Mon Oct 19 09:06:27 PDT 2015

On Mon, Oct 19, 2015 at 03:55:48PM +0100, Tomas Elf wrote:
> Since we're not synchronizing the ring request list during error state capture
> the request list state might change between the time the corresponding error
> request list was allocated and dimensioned to the time when the ring request
> list is actually captured into the error state.
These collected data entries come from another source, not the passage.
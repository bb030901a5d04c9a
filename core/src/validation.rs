//! Shared input validation helpers used by `Store` implementations and the
//! HTTP boundary before a value reaches persistence.

use crate::error::{CoreError, Result};

/// Validate that a free-text field is non-empty after trimming. Text fields
/// for description/notes/body/comment are explicitly *unbounded* (§6), so no
/// maximum length is enforced here.
pub fn require_non_empty(field: &str, value: &str) -> Result<()> {
    if value.trim().is_empty() {
        return Err(CoreError::empty_field(field));
    }
    Ok(())
}

/// Agent handles double as `@mention` targets, so they are restricted to the
/// same character class the mention regex accepts (§4.4).
pub fn validate_agent_id(agent_id: &str) -> Result<()> {
    require_non_empty("agent_id", agent_id)?;
    let valid = agent_id
        .chars()
        .all(|c| c.is_ascii_alphanumeric() || matches!(c, '_' | '.' | '-'));
    if !valid {
        return Err(CoreError::BadRequest(format!(
            "agent_id '{agent_id}' may only contain letters, digits, '_', '.', '-'"
        )));
    }
    Ok(())
}

pub fn validate_service_name(name: &str) -> Result<()> {
    require_non_empty("name", name)?;
    let valid = name
        .chars()
        .all(|c| c.is_ascii_alphanumeric() || matches!(c, '_' | '-'));
    if !valid {
        return Err(CoreError::BadRequest(format!(
            "service name '{name}' may only contain letters, digits, '_', '-'"
        )));
    }
    Ok(())
}

pub fn validate_project_name(name: &str) -> Result<()> {
    require_non_empty("name", name)
}

#[cfg(test)]
mod tests {
    use super::*;

    #[test]
    fn rejects_empty_and_whitespace_only() {
        assert!(require_non_empty("x", "").is_err());
        assert!(require_non_empty("x", "   ").is_err());
        assert!(require_non_empty("x", "ok").is_ok());
    }

    #[test]
    fn agent_id_allows_mention_safe_characters() {
        assert!(validate_agent_id("qa.lead-2").is_ok());
        assert!(validate_agent_id("dev_a").is_ok());
        assert!(validate_agent_id("bad id").is_err());
        assert!(validate_agent_id("bad@id").is_err());
    }
}
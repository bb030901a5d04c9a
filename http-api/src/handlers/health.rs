//! `GET /health` — unauthenticated, project-less liveness probe.

use axum::{extract::State, Json};
use serde_json::{json, Value};

use crate::{error::ApiResult, state::AppState};

pub async fn health(State(state): State<AppState>) -> ApiResult<Json<Value>> {
    state.store.health_check().await?;
    Ok(Json(json!({ "status": "ok" })))
}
If this happens then do an
> early exit and be aware that the captured error state might not be fully
> reliable.
> 
> * v2:
> - Chris Wilson: Removed WARN_ON from size check since having the error state
>   request list and the live driver request list diverge like this is a
>   legitimate behaviour.
> 
> - Tomas Elf: Removed update of num_request field since this made no sense. Just
>   exit and move on.
> 
> * Resend:
> - Responded to the wrong mailthread
> 
> Signed-off-by: Tomas Elf <tomas.elf at intel.com>
> ---
>  drivers/gpu/drm/i915/i915_gpu_error.c | 12 ++++++++++++
>  1 file changed, 12 insertions(+)
> 
> diff --git a/drivers/gpu/drm/i915/i915_gpu_error.c b/drivers/gpu/drm/i915/i915_gpu_error.c
> index 2f04e4f..b08a76b 100644
> --- a/drivers/gpu/drm/i915/i915_gpu_error.c
> +++ b/drivers/gpu/drm/i915/i915_gpu_error.c
> @@ -1071,6 +1071,18 @@ static void i915_gem_record_rings(struct drm_device *dev,
>  		list_for_each_entry(request, &ring->request_list, list) {
>  			struct drm_i915_error_request *erq;
>  
> +			if (count >= error->ring[i].num_requests) {
> +				/*
> +				 * If the ring request list was changed in
> +				 * between the point where the error request
> +				 * list was created and dimensioned and this
> +				 * point then just exit early to avoid crashes.
> +				 */
> +				DRM_ERROR("Request list changed size since allocation (%u->%u)\n",
> +					error->ring[i].num_requests, count);

The error message simply isn't that interesting. That requests were
added after the gpu hang occurred doesn't affect post-mortem debugging
of the hang, and if it were at all interesting, that information should
be stored in the error state itself.
-Chris

-- 
Chris Wilson, Intel Open Source Technology Centre